High impact, low probability events occur more frequently than you think. During the 20th century, major business disruptions occurred about every seven years in Europe. Often, it took several years for businesses to recover afterward.

  • The Messina Earthquake of 1908 killed 123,000 people and decimated the Italian economy.
  • Energy crises upended economies and monetary policy in the 1970s.
  • Disruptive innovations like the airplane, fertilizer and nuclear power reinvented trade.
  • Then there were two world wars, regional conflicts and the Cold War to boot.

When looked at in aggregate, the improbable is more than probable. It’s normal! During the 20th century, business shocks hit the United States four times a year, according to research my team did at HP. More importantly, high impact events are likely to increase in frequency. This is because the world is becoming faster, more complex and more connected. You are highly likely to deal with the impacts of radical change in your business, and in your current role.

Yet, most companies are less prepared to respond than they should be. At this point, your organization has probably beaten Covid, but have you prepared yourself for the next disruption? Often, it’s not a single disruption, it’s a combination of individually manageable issues that collide to create a rogue wave of change. How might your business be impacted if there were a slew of insolvencies (they are currently unnaturally low in the United States), maybe a political tension gets out of control (there is currently an exodus from Haiti), or a natural disaster (a volcano erupts). Whatever the cause, the next shock won’t demurely wait for Covid to recede.

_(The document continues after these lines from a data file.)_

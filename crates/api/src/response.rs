//! Shared response envelope types for API handlers.
//!
//! All responses use a `{ "data": ... }` envelope.

use serde::Serialize;

/// Standard `{ "data": T }` response envelope.
///
/// ```ignore
/// Ok(Json(DataResponse { data: items }))
/// ```
#[derive(Debug, Serialize)]
pub struct DataResponse<T: Serialize> {
    pub data: T,
}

Now is the time to be vigilant. When we face disruption, resilience is a popular topic, but it gets ignored when equilibrium sets in—precisely when we have a chance to get ahead of it. For instance, when I started writing Rogue Waves, my book about using resilience to drive growth in 2019, publishers weren’t interested, but when the pandemic hit, there was suddenly a line out the door. 

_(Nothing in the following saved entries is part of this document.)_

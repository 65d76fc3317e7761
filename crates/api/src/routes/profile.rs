//! Route definitions for `/profiles`.

use axum::routing::get;
use axum::Router;

use crate::handlers::profile;
use crate::state::AppState;

/// ```text
/// GET    /          list (?role=)
/// GET    /me        me
/// ```
pub fn router() -> Router<AppState> {
    Router::new()
        .route("/", get(profile::list))
        .route("/me", get(profile::me))
}
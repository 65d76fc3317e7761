//! Project team membership.

use serde::{Deserialize, Serialize};
use slf_core::types::{DbId, Timestamp};
use sqlx::FromRow;

/// A row from the `project_teams` table.
#[derive(Debug, Clone, FromRow, Serialize)]
pub struct ProjectTeamMember {
    pub id: DbId,
    pub project_id: DbId,
    pub user_id: DbId,
    pub role: String,
    pub assigned_at: Timestamp,
    pub assigned_by: Option<DbId>,
}

/// Team member joined with the member's profile, for listings.
#[derive(Debug, Clone, FromRow, Serialize)]
pub struct TeamMemberWithProfile {
    pub id: DbId,
    pub project_id: DbId,
    pub user_id: DbId,
    pub role: String,
    pub assigned_at: Timestamp,
    pub assigned_by: Option<DbId>,
    pub full_name: String,
    pub email: String,
    pub specialization: Option<String>,
}

#[derive(Debug, Clone, Deserialize)]
pub struct CreateTeamMember {
    pub user_id: DbId,
    pub role: String,
}
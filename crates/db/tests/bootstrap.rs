use sqlx::PgPool;

/// Connect, migrate, and verify the schema is in place.
#[sqlx::test(migrations = "../../db/migrations")]
async fn test_full_bootstrap(pool: PgPool) {
    slf_db::health_check(&pool).await.unwrap();

    let tables = [
        "profiles",
        "clients",
        "projects",
        "project_phases",
        "project_teams",
        "documents",
        "inspections",
        "checklist_responses",
        "inspection_photos",
        "notifications",
    ];

    for table in tables {
        let count: (i64,) = sqlx::query_as(&format!("SELECT COUNT(*) FROM {table}"))
            .fetch_one(&pool)
            .await
            .unwrap_or_else(|e| panic!("{table} query failed: {e}"));
        assert_eq!(count.0, 0, "{table} should start empty");
    }
}

/// The status CHECK constraint rejects literals outside the lifecycle.
#[sqlx::test(migrations = "../../db/migrations")]
async fn test_project_status_check_constraint(pool: PgPool) {
    let result = sqlx::query(
        "INSERT INTO projects (name, application_type, status) VALUES ('X', 'SLF_BARU', 'approved')",
    )
    .execute(&pool)
    .await;

    let err = result.expect_err("unknown status must be rejected");
    let db_err = err.as_database_error().expect("database error");
    assert_eq!(db_err.constraint(), Some("ck_projects_status"));
}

The best companies and leaders don’t see the ebb of the last disruption as a respite. They know that disruption is one of the few constants in our lives. The best leaders see it as an opportunity to prepare for the next one. They don’t bet on the year, they bet on their career. They know that, while companies typically incentivize for quarterly performance, that’s a fool’s errand. My colleague Rita McGrath led a global study on the growth of 2,347 large companies. Between 1999 and 2009, only five grew both revenues and net income every year. 

As Covid (hopefully) ebbs in America over the next year, expect your managers and the media to start yammering about becoming the disruptor. If you haven’t first prepared for the next sucker punch, this is dangerous. It ignores the reality that you, like the other 2,342 companies in the study are far, far more likely to be disrupted.

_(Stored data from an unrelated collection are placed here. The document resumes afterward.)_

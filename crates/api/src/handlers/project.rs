//! Handlers for the `/projects` resource.
//!
//! Also hosts the project access checks the nested resources (phases, team,
//! inspections, documents) share:
//!
//! - **view**: superadmins, admin leads and head consultants see every
//!   project; clients see their own client's projects; other staff see
//!   projects they lead or are on the team of.
//! - **manage**: superadmins, or the admin lead who administers the project.
//! - **review** (status moves): superadmins, the administering admin lead,
//!   the project lead, or a head consultant on the team.

use axum::extract::{Path, Query, State};
use axum::http::StatusCode;
use axum::response::IntoResponse;
use axum::Json;
use serde::{Deserialize, Serialize};
use slf_core::error::{CoreError, FieldErrors};
use slf_core::event_types::{EVENT_PROJECT_CREATED, EVENT_PROJECT_STATUS_CHANGED};
use slf_core::project_status::{validate_transition, ProjectStatus, StatusInfo};
use slf_core::roles::{Role, TeamRole, ROLE_HEAD_CONSULTANT, ROLE_PROJECT_LEAD};
use slf_core::types::DbId;
use slf_core::wizard::{validate_edit, NewProjectPlan, ProjectForm};
use slf_db::models::project::{Project, ProjectFilter, UpdateProject};
use slf_db::repositories::{ClientRepo, ProfileRepo, ProjectRepo, TeamRepo};
use slf_db::DbPool;
use slf_events::WorkflowEvent;

use crate::error::{AppError, AppResult};
use crate::middleware::auth::AuthUser;
use crate::middleware::rbac::{RequireAdmin, RequireReviewer};
use crate::response::DataResponse;
use crate::state::AppState;

// ---------------------------------------------------------------------------
// Access helpers
// ---------------------------------------------------------------------------

pub(crate) async fn ensure_project_exists(pool: &DbPool, id: DbId) -> AppResult<Project> {
    ProjectRepo::find_by_id(pool, id)
        .await?
        .ok_or_else(|| AppError::not_found("Project", id))
}

/// The caller's client association, for client-side users.
pub(crate) async fn caller_client_id(pool: &DbPool, user: &AuthUser) -> AppResult<Option<DbId>> {
    let profile = ProfileRepo::find_by_id(pool, user.user_id)
        .await?
        .ok_or_else(|| AppError::forbidden("No profile exists for this account"))?;
    Ok(profile.client_id)
}

pub(crate) async fn ensure_can_view(
    pool: &DbPool,
    user: &AuthUser,
    project: &Project,
) -> AppResult<()> {
    let allowed = match user.role {
        Role::Superadmin | Role::AdminLead | Role::HeadConsultant => true,
        Role::Client => {
            let client_id = caller_client_id(pool, user).await?;
            client_id.is_some() && client_id == project.client_id
        }
        Role::ProjectLead | Role::Inspector | Role::Drafter => {
            project.project_lead_id == Some(user.user_id)
                || TeamRepo::is_member(pool, project.id, user.user_id).await?
        }
    };
    if allowed {
        Ok(())
    } else {
        Err(AppError::forbidden("You do not have access to this project"))
    }
}

pub(crate) fn ensure_can_manage(user: &AuthUser, project: &Project) -> AppResult<()> {
    if user.is_superadmin() || (user.role == Role::AdminLead && project.is_administered_by(user.user_id))
    {
        Ok(())
    } else {
        Err(AppError::forbidden(
            "Only the project's admin lead may manage this project",
        ))
    }
}

/// Reviewers must be assigned to the project they act on.
pub(crate) async fn ensure_can_review(
    pool: &DbPool,
    user: &AuthUser,
    project: &Project,
) -> AppResult<()> {
    let allowed = match user.role {
        Role::Superadmin => true,
        Role::AdminLead => project.is_administered_by(user.user_id),
        Role::ProjectLead => {
            project.project_lead_id == Some(user.user_id)
                || TeamRepo::has_role(pool, project.id, user.user_id, ROLE_PROJECT_LEAD).await?
        }
        Role::HeadConsultant => {
            TeamRepo::has_role(pool, project.id, user.user_id, ROLE_HEAD_CONSULTANT).await?
        }
        _ => false,
    };
    if allowed {
        Ok(())
    } else {
        Err(AppError::forbidden(
            "You are not assigned to review this project",
        ))
    }
}

/// Field name the wizard uses for each team role.
fn team_field(role: TeamRole) -> &'static str {
    match role {
        TeamRole::ProjectLead => "project_lead_id",
        TeamRole::Inspector => "inspector_ids",
        TeamRole::Drafter => "drafter_id",
        TeamRole::HeadConsultant => "head_consultant_id",
        TeamRole::AdminLead => "admin_lead_id",
    }
}

/// Every planned team member must exist and hold the matching profile role.
pub(crate) async fn verify_team_profiles(pool: &DbPool, plan: &NewProjectPlan) -> AppResult<()> {
    let mut errors = FieldErrors::new();
    for member in &plan.team {
        if member.role == TeamRole::AdminLead {
            continue;
        }
        let field = team_field(member.role);
        let required = member.role.required_profile_role();
        match ProfileRepo::find_by_id(pool, member.user_id).await? {
            None => errors.add(field, format!("Profile {} does not exist", member.user_id)),
            Some(profile) if profile.role != required.as_str() => errors.add(
                field,
                format!(
                    "Profile {} has role '{}', expected '{}'",
                    member.user_id,
                    profile.role,
                    required.as_str()
                ),
            ),
            Some(_) => {}
        }
    }

    if let Some(client_id) = plan.client_id {
        if ClientRepo::find_by_id(pool, client_id).await?.is_none() {
            errors.add("client_id", format!("Client {client_id} does not exist"));
        }
    }

    errors.into_result().map_err(AppError::from)
}

// ---------------------------------------------------------------------------
// Response / query types
// ---------------------------------------------------------------------------

/// A project with its status display metadata.
#[derive(Debug, Serialize)]
pub struct ProjectDetail {
    #[serde(flatten)]
    pub project: Project,
    pub status_info: StatusInfo,
}

impl From<Project> for ProjectDetail {
    fn from(project: Project) -> Self {
        let status_info = project.status_info();
        Self {
            project,
            status_info,
        }
    }
}

#[derive(Debug, Default, Deserialize)]
pub struct ProjectListQuery {
    pub status: Option<String>,
    /// Only projects the caller leads, administers or is on the team of.
    pub mine: Option<bool>,
}

#[derive(Debug, Deserialize)]
pub struct StatusChangeRequest {
    pub status: String,
}

// ---------------------------------------------------------------------------
// Handlers
// ---------------------------------------------------------------------------

/// GET /api/v1/projects
///
/// Lists the projects visible to the caller, newest first.
pub async fn list(
    auth: AuthUser,
    State(state): State<AppState>,
    Query(params): Query<ProjectListQuery>,
) -> AppResult<Json<DataResponse<Vec<ProjectDetail>>>> {
    if let Some(status) = params.status.as_deref() {
        ProjectStatus::from_str_db(status)?;
    }

    let mut filter = ProjectFilter {
        status: params.status,
        ..Default::default()
    };

    match auth.role {
        Role::Client => match caller_client_id(&state.pool, &auth).await? {
            Some(client_id) => filter.client_id = Some(client_id),
            None => return Ok(Json(DataResponse { data: Vec::new() })),
        },
        Role::Superadmin | Role::AdminLead | Role::HeadConsultant => {
            if params.mine.unwrap_or(false) {
                filter.member_id = Some(auth.user_id);
            }
        }
        Role::ProjectLead | Role::Inspector | Role::Drafter => {
            filter.member_id = Some(auth.user_id);
        }
    }

    let projects = ProjectRepo::list(&state.pool, &filter).await?;
    Ok(Json(DataResponse {
        data: projects.into_iter().map(ProjectDetail::from).collect(),
    }))
}

/// POST /api/v1/projects
///
/// Submit the creation wizard. The project, its five phases and its team
/// rows are written in one transaction.
pub async fn create(
    RequireAdmin(admin): RequireAdmin,
    State(state): State<AppState>,
    Json(form): Json<ProjectForm>,
) -> AppResult<impl IntoResponse> {
    let plan = form.into_plan(admin.user_id)?;
    verify_team_profiles(&state.pool, &plan).await?;

    let project = ProjectRepo::create_with_plan(&state.pool, &plan).await?;

    let recipients: Vec<DbId> = plan
        .team
        .iter()
        .map(|m| m.user_id)
        .filter(|id| *id != admin.user_id)
        .collect();

    tracing::info!(
        user_id = admin.user_id,
        project_id = project.id,
        application_type = %project.application_type,
        team_size = plan.team.len(),
        "Project created"
    );

    state.event_bus.publish(
        WorkflowEvent::new(EVENT_PROJECT_CREATED)
            .with_source("project", project.id)
            .with_project(project.id)
            .with_actor(admin.user_id)
            .with_payload(serde_json::json!({
                "project_name": project.name,
                "recipient_ids": recipients,
            })),
    );

    Ok((
        StatusCode::CREATED,
        Json(DataResponse {
            data: ProjectDetail::from(project),
        }),
    ))
}

/// GET /api/v1/projects/{id}
pub async fn get_by_id(
    auth: AuthUser,
    State(state): State<AppState>,
    Path(id): Path<DbId>,
) -> AppResult<Json<DataResponse<ProjectDetail>>> {
    let project = ensure_project_exists(&state.pool, id).await?;
    ensure_can_view(&state.pool, &auth, &project).await?;
    Ok(Json(DataResponse {
        data: project.into(),
    }))
}

/// PUT /api/v1/projects/{id}
///
/// Edit project details. Status moves go through `/status`.
pub async fn update(
    RequireAdmin(admin): RequireAdmin,
    State(state): State<AppState>,
    Path(id): Path<DbId>,
    Json(input): Json<UpdateProject>,
) -> AppResult<Json<DataResponse<ProjectDetail>>> {
    let project = ensure_project_exists(&state.pool, id).await?;
    ensure_can_manage(&admin, &project)?;

    validate_edit(
        input.name.as_deref(),
        input.location.as_deref(),
        input.priority.as_deref(),
    )
    .into_result()?;

    let updated = ProjectRepo::update(&state.pool, id, &input)
        .await?
        .ok_or_else(|| AppError::not_found("Project", id))?;

    tracing::info!(user_id = admin.user_id, project_id = id, "Project updated");

    Ok(Json(DataResponse {
        data: updated.into(),
    }))
}

/// POST /api/v1/projects/{id}/status
///
/// Move the project one step along its lifecycle (or cancel it). The write
/// only succeeds if nobody else moved the project first.
pub async fn change_status(
    RequireReviewer(reviewer): RequireReviewer,
    State(state): State<AppState>,
    Path(id): Path<DbId>,
    Json(input): Json<StatusChangeRequest>,
) -> AppResult<Json<DataResponse<ProjectDetail>>> {
    let project = ensure_project_exists(&state.pool, id).await?;
    ensure_can_review(&state.pool, &reviewer, &project).await?;

    let current = ProjectStatus::from_str_db(&project.status)
        .map_err(|e| CoreError::Internal(e.to_string()))?;
    let next = ProjectStatus::from_str_db(&input.status)?;
    validate_transition(current, next)?;

    let updated = ProjectRepo::update_status_if(&state.pool, id, current.as_str(), next.as_str())
        .await?
        .ok_or_else(|| {
            AppError::conflict(format!(
                "Project {id} is no longer in status '{}'",
                current.as_str()
            ))
        })?;

    tracing::info!(
        user_id = reviewer.user_id,
        project_id = id,
        from = current.as_str(),
        to = next.as_str(),
        "Project status changed"
    );

    state.event_bus.publish(
        WorkflowEvent::new(EVENT_PROJECT_STATUS_CHANGED)
            .with_source("project", id)
            .with_project(id)
            .with_actor(reviewer.user_id)
            .with_payload(serde_json::json!({
                "project_name": updated.name,
                "from": current.as_str(),
                "to": next.as_str(),
            })),
    );

    Ok(Json(DataResponse {
        data: updated.into(),
    }))
}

You need to better link resilience and growth—how you think about risk. The end goal shouldn’t be threat mitigation or avoidance, those are tactics. The goal should be to enable you to take risks when others can’t—in the situations where you are the most differentiated.

The reality that most leaders ignore is that the biggest opportunities occur in the worst times.

If you intend to profit from disruption, instead of simply profiting from it, that’s why you should be asking these questions in your next planning meeting:

  1. How can we set ourselves up to exploit disruption, instead of reacting to it?
  2. Are there solid investments we can make based on fundamentals that could hockey stick when the current wave crashes?
  3. How will we build the assets and processes that enable us to take risks that others can’t?